It’s saying, regardless of how I feel or how things look, regardless of what I’d rather do, regardless of the fear I have for what’s ahead…nevertheless, not my will but thine be done. I will drink the cup of the Lord and trust Him for whatever comes.

But drinking the cup doesn’t bring instant results. There is a meantime. Just like Jesus, the clock starts running but it may take a while before the answer comes. That’s the time between agreeing, submitting, asking, crying out and receiving God’s gain. The meantime is often where the agony starts. Not always physical but often more emotional and spiritual. I have entrusted myself to God and nothing’s happened yet. Why?

Old Vance Havner called it the Great Not Yet. The great not yet can be filled with pain, darkness, sorrow, misery, questions, disappointment, doubt. But even within the great not yet there is the anticipation that what God intends is on its way. Even in exercise, pain is often a sign that gain is coming.

God had Paul write Phil 1:6 so we’d know what was going on during this Not Yet time: For I am confident of this very thing, that He who began a good work in you will bring it to the right conclusion.

What is God doing while I’m in the Great Not Yet? Bringing about the right conclusion.

When Jesus took the cup, He knew what it meant for Him: pain, humiliation and the spectacle of His torture. But He also knew what He would accomplish for us when He drank of the cup.
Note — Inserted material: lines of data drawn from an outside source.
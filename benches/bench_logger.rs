//! Criterion benchmark of the full producer fast path through [`Logger`]
//! with a null sink, isolating queueing/formatting cost from destination
//! I/O.
//!
//! Run: cargo bench --bench bench_logger

use criterion::{criterion_group, criterion_main, BenchmarkId, Criterion, Throughput};
use std::sync::Arc;
use std::thread;

use alog::{alog, Level, Logger, NullSink};

const TOTAL_EVENTS: u64 = 1_000_000;

fn run_producers(producers: usize, events: u64) {
    let logger = Arc::new(Logger::new());
    logger.set_queue_size(1 << 16).unwrap();
    logger.set_sink(Box::new(NullSink::new())).unwrap();
    logger.start().unwrap();

    let per_producer = events / producers as u64;
    let handles: Vec<_> = (0..producers)
        .map(|_| {
            let logger = Arc::clone(&logger);
            thread::spawn(move || {
                for i in 0..per_producer {
                    alog!(logger, Level::Info, "bench message {}", i);
                }
            })
        })
        .collect();

    for h in handles {
        h.join().unwrap();
    }
    logger.stop();
}

fn benchmark_producer_scaling(c: &mut Criterion) {
    let mut group = c.benchmark_group("Logger fast path by producer count");
    group.throughput(Throughput::Elements(TOTAL_EVENTS));
    group.sample_size(10);

    for producers in [1usize, 2, 4, 8] {
        group.bench_function(BenchmarkId::new("producers", producers), |b| {
            b.iter(|| run_producers(producers, TOTAL_EVENTS))
        });
    }

    group.finish();
}

criterion_group!(benches, benchmark_producer_scaling);
criterion_main!(benches);
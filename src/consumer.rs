//! The consumer thread body: drains the queue, dispatches records to the
//! sink, and backs off adaptively when the queue is empty.

use std::sync::Arc;
use std::time::Duration;

use crate::constants::{BACKOFF_MAX_SLEEP_MICROS, BACKOFF_SPIN_LIMIT, BACKOFF_YIELD_LIMIT};
use crate::queue::BoundedQueue;
use crate::record::{LogRecord, RecordKind, Timestamp};
use crate::sink::Sink;

fn now_ms() -> i64 {
    Timestamp::now().as_millis()
}

/// Three-phase adaptive backoff: pure spin while `attempts` is small,
/// yield to the scheduler for a while longer, then sleep for a capped
/// exponential duration. Returns whether this call slept (as opposed to
/// spinning or yielding).
pub fn backoff(attempts: u32) -> bool {
    if attempts < BACKOFF_SPIN_LIMIT {
        std::hint::spin_loop();
        false
    } else if attempts < BACKOFF_YIELD_LIMIT {
        std::thread::yield_now();
        false
    } else {
        let shift = attempts - BACKOFF_YIELD_LIMIT;
        let micros = 1u64
            .checked_shl(shift)
            .unwrap_or(u64::MAX)
            .min(BACKOFF_MAX_SLEEP_MICROS);
        std::thread::sleep(Duration::from_micros(micros));
        true
    }
}

/// Runs the consumer loop to completion (i.e. until a `STOP` record is
/// dispatched). Intended to be the body of the logger's dedicated consumer
/// thread.
pub(crate) fn run_consumer_loop(
    queue: Arc<BoundedQueue<LogRecord>>,
    mut sink: Box<dyn Sink>,
    flush_interval_ms: u64,
) {
    let mut last_flush = now_ms();
    let mut attempts: u32 = 0;
    let flush_interval_ms = flush_interval_ms as i64;

    loop {
        if let Some(record) = queue.try_pop() {
            attempts = 0;
            match record.kind {
                RecordKind::Stop => {
                    let _ = sink.flush();
                    sink.close();
                    return;
                }
                RecordKind::Flush => {
                    last_flush = now_ms();
                    let _ = sink.flush();
                }
                RecordKind::Data => {
                    if record.timestamp.as_millis() >= last_flush + flush_interval_ms {
                        last_flush = now_ms();
                        let _ = sink.write(record);
                        let _ = sink.flush();
                    } else {
                        let _ = sink.write(record);
                    }
                }
            }
        } else {
            attempts += 1;
            let slept = backoff(attempts);
            if slept && now_ms() >= last_flush + flush_interval_ms {
                last_flush = now_ms();
                let _ = sink.flush();
            }
        }
    }
}
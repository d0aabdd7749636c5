//! The logger's internal diagnostic channel.
//!
//! Distinct from the crate's own `tracing` instrumentation: this is a
//! line-buffered stream for reporting sink failures, driven by
//! `ALOG_INTERNAL_LOG_STDERR` / `ALOG_INTERNAL_LOG_FILE`. Writes are small
//! and infrequent; a mutex is adequate.

use std::fs::OpenOptions;
use std::io::Write;

use parking_lot::Mutex;

use crate::record::Level;

const ENV_STDERR: &str = "ALOG_INTERNAL_LOG_STDERR";
const ENV_FILE: &str = "ALOG_INTERNAL_LOG_FILE";

enum Destination {
    Silent,
    Stderr,
    File(std::fs::File),
}

/// Internal diagnostic stream owned by the logger. Safe to share between
/// the consumer thread and any sink that needs to report a failure.
pub struct InternalLog {
    dest: Mutex<Destination>,
}

impl InternalLog {
    /// Open according to `ALOG_INTERNAL_LOG_STDERR` (takes priority) and
    /// `ALOG_INTERNAL_LOG_FILE`; the channel is silent if neither is set.
    pub fn from_env() -> Self {
        let dest = if std::env::var_os(ENV_STDERR).is_some() {
            Destination::Stderr
        } else if let Some(path) = std::env::var_os(ENV_FILE) {
            match OpenOptions::new().create(true).append(true).open(&path) {
                Ok(file) => Destination::File(file),
                Err(_) => Destination::Silent,
            }
        } else {
            Destination::Silent
        };

        Self {
            dest: Mutex::new(dest),
        }
    }

    /// A channel that never writes anywhere; used in tests and as the
    /// default before a logger has a chance to read its environment.
    pub fn silent() -> Self {
        Self {
            dest: Mutex::new(Destination::Silent),
        }
    }

    /// Report one diagnostic line. Errors writing the diagnostic channel
    /// itself are deliberately swallowed — there is nowhere further to
    /// report them.
    pub fn log(&self, level: Level, message: &str) {
        let mut dest = self.dest.lock();
        match &mut *dest {
            Destination::Silent => {}
            Destination::Stderr => {
                let _ = writeln!(
                    std::io::stderr(),
                    "[{}] {}",
                    level.as_fixed_width_str().trim_end(),
                    message
                );
            }
            Destination::File(file) => {
                let _ = writeln!(
                    file,
                    "[{}] {}",
                    level.as_fixed_width_str().trim_end(),
                    message
                );
                let _ = file.flush();
            }
        }
    }
}

impl Default for InternalLog {
    fn default() -> Self {
        Self::silent()
    }
}
use std::fmt;

use crate::error::BoardError;
use crate::piece::{Color, Piece, PieceKind};
use crate::square::{File, Square};

const BACK_RANK: [PieceKind; 8] = [
    PieceKind::Rook,
    PieceKind::Knight,
    PieceKind::Bishop,
    PieceKind::Queen,
    PieceKind::King,
    PieceKind::Bishop,
    PieceKind::Knight,
    PieceKind::Rook,
];

/// Occupancy of all 64 squares. This is the only record of where pieces stand.
#[derive(Debug, Clone, PartialEq, Eq)]
pub struct Board {
    squares: [Option<Piece>; 64],
}

/// What a single applied move displaced, enough to put the board back exactly.
#[derive(Debug, Clone, Copy, PartialEq, Eq)]
pub struct Undo {
    pub origin: Square,
    pub destination: Square,
    pub moved: Piece,
    pub captured: Option<Piece>,
}

impl Board {
    /// The standard 32-piece starting position.
    pub fn new() -> Self {
        let mut board = Self::empty();
        for (i, &kind) in BACK_RANK.iter().enumerate() {
            board.squares[i] = Some(Piece::new(Color::White, kind));
            board.squares[8 + i] = Some(Piece::new(Color::White, PieceKind::Pawn));
            board.squares[48 + i] = Some(Piece::new(Color::Black, PieceKind::Pawn));
            board.squares[56 + i] = Some(Piece::new(Color::Black, kind));
        }
        board
    }

    pub fn empty() -> Self {
        Self { squares: [None; 64] }
    }

    /// Builds a position from explicit placements. Placing two pieces on one
    /// square is rejected.
    pub fn from_pieces<I>(pieces: I) -> Result<Self, BoardError>
    where
        I: IntoIterator<Item = (Square, Piece)>,
    {
        let mut board = Self::empty();
        for (square, piece) in pieces {
            let slot = &mut board.squares[square.index()];
            if slot.is_some() {
                return Err(BoardError::Occupied(square));
            }
            *slot = Some(piece);
        }
        Ok(board)
    }

    pub fn piece_at(&self, square: Square) -> Option<Piece> {
        self.squares[square.index()]
    }

    pub fn is_occupied(&self, square: Square) -> bool {
        self.squares[square.index()].is_some()
    }

    /// Occupied squares, rank 1 first.
    pub fn pieces(&self) -> impl Iterator<Item = (Square, Piece)> + '_ {
        self.squares
            .iter()
            .enumerate()
            .filter_map(|(i, slot)| slot.map(|piece| (Square::from_index(i), piece)))
    }

    pub fn find_king(&self, color: Color) -> Option<Square> {
        self.pieces()
            .find(|(_, piece)| piece.kind == PieceKind::King && piece.color == color)
            .map(|(square, _)| square)
    }

    /// Relocates the piece on `origin` to `destination`, returning whatever was
    /// captured there. Legality is not checked.
    pub fn move_piece(&mut self, origin: Square, destination: Square) -> Result<Option<Piece>, BoardError> {
        self.apply(origin, destination).map(|undo| undo.captured)
    }

    pub fn apply(&mut self, origin: Square, destination: Square) -> Result<Undo, BoardError> {
        let moved = self.squares[origin.index()]
            .take()
            .ok_or(BoardError::EmptyOrigin(origin))?;
        let captured = self.squares[destination.index()].replace(moved);
        Ok(Undo {
            origin,
            destination,
            moved,
            captured,
        })
    }

    /// Reverses a move produced by [`Board::apply`]. Undos must be taken back
    /// in the reverse order they were applied.
    pub fn undo(&mut self, undo: Undo) {
        self.squares[undo.destination.index()] = undo.captured;
        self.squares[undo.origin.index()] = Some(undo.moved);
    }

    /// Files left to right and ranks top to bottom as `color` sees the board.
    pub fn orientation(color: Color) -> ([File; 8], [u8; 8]) {
        let mut files = File::ALL;
        let mut ranks = [8, 7, 6, 5, 4, 3, 2, 1];
        if color == Color::Black {
            files.reverse();
            ranks.reverse();
        }
        (files, ranks)
    }
}

impl Default for Board {
    fn default() -> Self {
        Self::new()
    }
}

pub fn create_standard_board() -> Board {
    Board::new()
}

impl fmt::Display for Board {
    fn fmt(&self, f: &mut fmt::Formatter) -> fmt::Result {
        let mut result = String::new();
        for rank in (1..=8u8).rev() {
            result.push((b'0' + rank) as char);
            for file in File::ALL {
                result.push(' ');
                let square = Square::new(file, rank).map_err(|_| fmt::Error)?;
                match self.piece_at(square) {
                    Some(piece) => result.push(piece.symbol()),
                    None => result.push('.'),
                }
            }
            result.push('\n');
        }
        result.push_str("  A B C D E F G H\n");
        write!(f, "{}", result)
    }
}
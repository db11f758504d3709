use std::fmt;
use std::str::FromStr;

use serde::{Deserialize, Serialize};

use crate::error::BoardError;

#[derive(Debug, Clone, Copy, PartialEq, Eq, Hash, Serialize, Deserialize)]
#[serde(rename_all = "lowercase")]
pub enum Color {
    White,
    Black,
}

impl Color {
    pub fn opposite(&self) -> Color {
        match self {
            Color::White => Color::Black,
            Color::Black => Color::White,
        }
    }

    pub fn name(&self) -> &'static str {
        match self {
            Color::White => "white",
            Color::Black => "black",
        }
    }
}

impl fmt::Display for Color {
    fn fmt(&self, f: &mut fmt::Formatter) -> fmt::Result {
        f.write_str(self.name())
    }
}

impl FromStr for Color {
    type Err = BoardError;

    fn from_str(s: &str) -> Result<Self, Self::Err> {
        match s.to_ascii_lowercase().as_str() {
            "white" => Ok(Color::White),
            "black" => Ok(Color::Black),
            _ => Err(BoardError::UnknownColor(s.to_string())),
        }
    }
}

#[derive(Debug, Clone, Copy, PartialEq, Eq, Hash)]
pub enum PieceKind {
    Pawn,
    Rook,
    Knight,
    Bishop,
    Queen,
    King,
}

impl PieceKind {
    pub fn name(&self) -> &'static str {
        match self {
            PieceKind::Pawn => "pawn",
            PieceKind::Rook => "rook",
            PieceKind::Knight => "knight",
            PieceKind::Bishop => "bishop",
            PieceKind::Queen => "queen",
            PieceKind::King => "king",
        }
    }

    fn symbol(&self) -> char {
        match self {
            PieceKind::Pawn => 'p',
            PieceKind::Rook => 'r',
            PieceKind::Knight => 'n',
            PieceKind::Bishop => 'b',
            PieceKind::Queen => 'q',
            PieceKind::King => 'k',
        }
    }
}

impl fmt::Display for PieceKind {
    fn fmt(&self, f: &mut fmt::Formatter) -> fmt::Result {
        f.write_str(self.name())
    }
}

impl FromStr for PieceKind {
    type Err = BoardError;

    fn from_str(s: &str) -> Result<Self, Self::Err> {
        match s.to_ascii_lowercase().as_str() {
            "pawn" => Ok(PieceKind::Pawn),
            "rook" => Ok(PieceKind::Rook),
            "knight" => Ok(PieceKind::Knight),
            "bishop" => Ok(PieceKind::Bishop),
            "queen" => Ok(PieceKind::Queen),
            "king" => Ok(PieceKind::King),
            _ => Err(BoardError::UnknownPieceKind(s.to_string())),
        }
    }
}

/// A piece does not know where it stands; the board square holding it does.
#[derive(Debug, Clone, Copy, PartialEq, Eq, Hash)]
pub struct Piece {
    pub color: Color,
    pub kind: PieceKind,
}

impl Piece {
    pub const fn new(color: Color, kind: PieceKind) -> Self {
        Self { color, kind }
    }

    /// Asset name used by the presentation layer, e.g. `white_knight.png`.
    pub fn image_source(&self) -> String {
        format!("{}_{}.png", self.color, self.kind)
    }

    /// Uppercase for white, lowercase for black.
    pub fn symbol(&self) -> char {
        let symbol = self.kind.symbol();
        match self.color {
            Color::White => symbol.to_ascii_uppercase(),
            Color::Black => symbol,
        }
    }
}

impl fmt::Display for Piece {
    fn fmt(&self, f: &mut fmt::Formatter) -> fmt::Result {
        write!(f, "{} {}", self.color, self.kind)
    }
}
His day of pain would produce our lifetime of gain. He knew the Father was working through His pain to bring about the right conclusion.

We probably won’t know what our suffering is all about until it’s over. A former professor at Dallas Seminary was in a private airplane crash. He was badly injured and bruised beyond recognition. When his wife saw him, she didn’t even know who he was. After he recovered he said, “I learned things I didn’t know I needed to learn from that crash.”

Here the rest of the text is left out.